28 February 2015

Today's Princess: Daisy Greville

By The Lafayette Studio via Wikimedia Commons
Queen Victoria was not always the best character judge. When she selected Frances Evelyn "Daisy" Greville (1861-1938) as a potential bride for her youngest son Prince Leopold, she evidently overlooked some potential flaws that would have made Daisy a very poor member of the British Royal Family. Fortunately, Leopold already had determined to marry Princess Helen of Waldeck, and Daisy was free to pursue her life among the "fast" women of late Victorian and Edwardian ages. Among her chief claims to fame was that she was a longtime mistress of Leopold's brother, Albert Edward Prince of Wales--the future King Edward VII. (That would have made family get-togethers rather uncomfortable.)

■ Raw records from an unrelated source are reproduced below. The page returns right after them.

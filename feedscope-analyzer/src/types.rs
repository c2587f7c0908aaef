//! Structured output types returned by the Analyzer.
//!
//! Every field defaults when absent: a batch that omits a score contributes
//! 0 for that key, and an unknown political lean falls back to `Unclear`.

use serde::{Deserialize, Deserializer, Serialize};
use std::collections::HashMap;

/// Deserialize a 0-100 score as `i64`, accepting fractional values.
///
/// Models asked for integer scores sometimes return `55.5` anyway; those
/// round half-to-even rather than failing the whole batch parse.
fn rounded_score<'de, D>(deserializer: D) -> Result<i64, D::Error>
where
    D: Deserializer<'de>,
{
    let value = f64::deserialize(deserializer)?;
    Ok(round_half_even(value))
}

fn round_half_even(value: f64) -> i64 {
    let floor = value.floor();
    let fraction = value - floor;
    let floor = floor as i64;
    if fraction > 0.5 {
        floor + 1
    } else if fraction < 0.5 {
        floor
    } else if floor % 2 == 0 {
        floor
    } else {
        floor + 1
    }
}

/// Per-batch structured analysis produced by the Analyzer.
#[derive(Debug, Clone, Default, Serialize, Deserialize)]
pub struct BatchAnalysis {
    #[serde(default, deserialize_with = "rounded_score")]
    pub overall_manipulation_score: i64,

    /// Topic name to weight for this batch only.
    #[serde(default)]
    pub topics: HashMap<String, f64>,

    #[serde(default)]
    pub emotional_tone: EmotionalTone,

    #[serde(default)]
    pub manipulation_signals: ManipulationSignals,

    #[serde(default)]
    pub per_tweet: Vec<PerTweetRecord>,

    #[serde(default)]
    pub feed_summary: String,

    #[serde(default)]
    pub safety_summary: String,
}

/// Fixed-key emotional tone scores (0-100).
#[derive(Debug, Clone, Copy, Default, PartialEq, Eq, Serialize, Deserialize)]
pub struct EmotionalTone {
    #[serde(default, deserialize_with = "rounded_score")]
    pub anger: i64,
    #[serde(default, deserialize_with = "rounded_score")]
    pub joy: i64,
    #[serde(default, deserialize_with = "rounded_score")]
    pub fear: i64,
    #[serde(default, deserialize_with = "rounded_score")]
    pub neutral: i64,
}

/// Fixed-key manipulation signal scores (0-100).
#[derive(Debug, Clone, Copy, Default, PartialEq, Eq, Serialize, Deserialize)]
pub struct ManipulationSignals {
    #[serde(default, deserialize_with = "rounded_score")]
    pub outrage_bait: i64,
    #[serde(default, deserialize_with = "rounded_score")]
    pub fear_mongering: i64,
    #[serde(default, deserialize_with = "rounded_score")]
    pub clickbait: i64,
    #[serde(default, deserialize_with = "rounded_score")]
    pub deceptive_framing: i64,
}

/// Per-post analysis record.
///
/// `full_text` is not supplied by the Analyzer; it is stamped by positional
/// alignment with the submitted batch before aggregation.
#[derive(Debug, Clone, Default, Serialize, Deserialize)]
pub struct PerTweetRecord {
    #[serde(default)]
    pub text_preview: String,

    #[serde(default)]
    pub political_lean: PoliticalLean,

    #[serde(default, deserialize_with = "rounded_score")]
    pub manipulation_score: i64,

    /// Political-compass x placement in [-1.0, 1.0]
    #[serde(default)]
    pub political_lean_x: f64,

    /// Political-compass y placement in [-1.0, 1.0]
    #[serde(default)]
    pub political_lean_y: f64,

    #[serde(default)]
    pub full_text: String,
}

/// Political lean classification for a single post.
#[derive(Debug, Clone, Copy, Default, PartialEq, Eq, Serialize, Deserialize)]
#[serde(rename_all = "lowercase")]
pub enum PoliticalLean {
    Left,
    Right,
    Liberal,
    Conservative,
    Authoritarian,
    Libertarian,
    Centrist,
    #[default]
    #[serde(other)]
    Unclear,
}

/// Session-wide narrative report produced by the Analyzer.
#[derive(Debug, Clone, Default, Serialize, Deserialize)]
pub struct FullReport {
    #[serde(default)]
    pub narrative_summary: String,

    #[serde(default)]
    pub political_analysis: String,

    #[serde(default)]
    pub manipulation_analysis: String,

    #[serde(default)]
    pub emotional_analysis: String,

    #[serde(default)]
    pub notable_patterns: String,

    /// Overall feed health (0-100, higher is healthier)
    #[serde(default, deserialize_with = "rounded_score")]
    pub health_score: i64,

    #[serde(default)]
    pub recommendations: String,
}

#[cfg(test)]
mod tests {
    use super::*;

    #[test]
    fn batch_analysis_missing_fields_default_to_zero() {
        let analysis: BatchAnalysis =
            serde_json::from_str(r#"{"overall_manipulation_score": 40}"#).unwrap();
        assert_eq!(analysis.overall_manipulation_score, 40);
        assert_eq!(analysis.emotional_tone, EmotionalTone::default());
        assert_eq!(analysis.manipulation_signals, ManipulationSignals::default());
        assert!(analysis.topics.is_empty());
        assert!(analysis.per_tweet.is_empty());
        assert!(analysis.feed_summary.is_empty());
    }

    #[test]
    fn fractional_scores_round_half_to_even() {
        let analysis: BatchAnalysis = serde_json::from_str(
            r#"{"overall_manipulation_score": 54.5, "emotional_tone": {"anger": 55.5}}"#,
        )
        .unwrap();
        assert_eq!(analysis.overall_manipulation_score, 54);
        assert_eq!(analysis.emotional_tone.anger, 56);

        let record: PerTweetRecord =
            serde_json::from_str(r#"{"manipulation_score": 72.4}"#).unwrap();
        assert_eq!(record.manipulation_score, 72);

        let report: FullReport = serde_json::from_str(r#"{"health_score": 66.6}"#).unwrap();
        assert_eq!(report.health_score, 67);
    }

    #[test]
    fn partial_emotional_tone_defaults_missing_keys() {
        let analysis: BatchAnalysis =
            serde_json::from_str(r#"{"emotional_tone": {"anger": 70}}"#).unwrap();
        assert_eq!(analysis.emotional_tone.anger, 70);
        assert_eq!(analysis.emotional_tone.joy, 0);
        assert_eq!(analysis.emotional_tone.neutral, 0);
    }

    #[test]
    fn political_lean_parses_known_variants() {
        let record: PerTweetRecord =
            serde_json::from_str(r#"{"political_lean": "libertarian"}"#).unwrap();
        assert_eq!(record.political_lean, PoliticalLean::Libertarian);
    }

    #[test]
    fn political_lean_unknown_falls_back_to_unclear() {
        let record: PerTweetRecord =
            serde_json::from_str(r#"{"political_lean": "anarchist"}"#).unwrap();
        assert_eq!(record.political_lean, PoliticalLean::Unclear);
    }

    #[test]
    fn political_lean_serializes_lowercase() {
        let json = serde_json::to_string(&PoliticalLean::Left).unwrap();
        assert_eq!(json, r#""left""#);
    }
}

Daisy was an heiress; she inherited a vast fortune from her father's family at the age of three. At 19, she married Lord Brooke, future Earl of Warwick. She earned the nickname "Babbling Brooke" for her notorious indiscretions: she just could not keep her mouth closed about who her lovers were. She was also extremely jealous. When she found out one of her lovers had impregnated his own wife, she wrote a threatening letter that was only kept out of the public eye through the intervention of The Prince of Wales.

She had three children with her husband and two more with one of her lovers. (She could easily inspire a Downton Abbey character!) Although fabulously wealthy, she was also extremely extravagant. She eventually ran herself into debt and tried to bribe the Royal Family to pay her off to keep her from publishing letters she had received from The Prince of Wales.

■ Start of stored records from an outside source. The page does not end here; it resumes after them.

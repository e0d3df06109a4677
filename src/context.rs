//! Process-wide link slot
//!
//! For hosts that cannot thread a `Link` through their component tree.
//! Explicitly constructed links work the same; this only stores a clone.

use std::sync::OnceLock;

use crate::config::LinkConfig;
use crate::link::Link;
use crate::types::LinkResult;

/// Global link instance (initialized once at startup)
static LINK: OnceLock<Link> = OnceLock::new();

/// Build and install the global link. Later calls return the installed one
/// and ignore `config`.
pub fn init_link(config: LinkConfig) -> LinkResult<&'static Link> {
    if let Some(link) = LINK.get() {
        return Ok(link);
    }
    let link = Link::new(config)?;
    Ok(LINK.get_or_init(|| link))
}

/// Get the global link (returns None if not initialized)
pub fn link() -> Option<&'static Link> {
    LINK.get()
}

#[cfg(test)]
mod tests {
    use super::*;

    #[test]
    fn test_init_once() {
        let first = init_link(LinkConfig::new("http://localhost:7001")).unwrap();
        let second = init_link(LinkConfig::new("http://localhost:7002")).unwrap();
        assert_eq!(first.config().origin, second.config().origin);
        assert!(link().is_some());
    }
}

Daisy was definitely one of the It Girls of her day. Her fashions and pastimes were the subject of society and media attention. So much so that she is said to have inspired the dancehall song (now children's song) Daisy Belle:

Daisy, Daisy, give me your answer, do

I'm half crazy all for the love of you
It won't be a stylish marriage
I can't afford a carriage
But you'll look sweet upon the seat
of a bicycle made for two

In fact, bicycles were not just a fashion that Daisy embraced, they were also one of her social/feminist causes. She supported the new fad of bicycles as a means for women, the poor and rural people to find more freedom and to improve their ability to work. Among the other causes, which she used her fortune to support, were schools for girls and trade unions. Opposed to World War I, she later joined the Labour Party.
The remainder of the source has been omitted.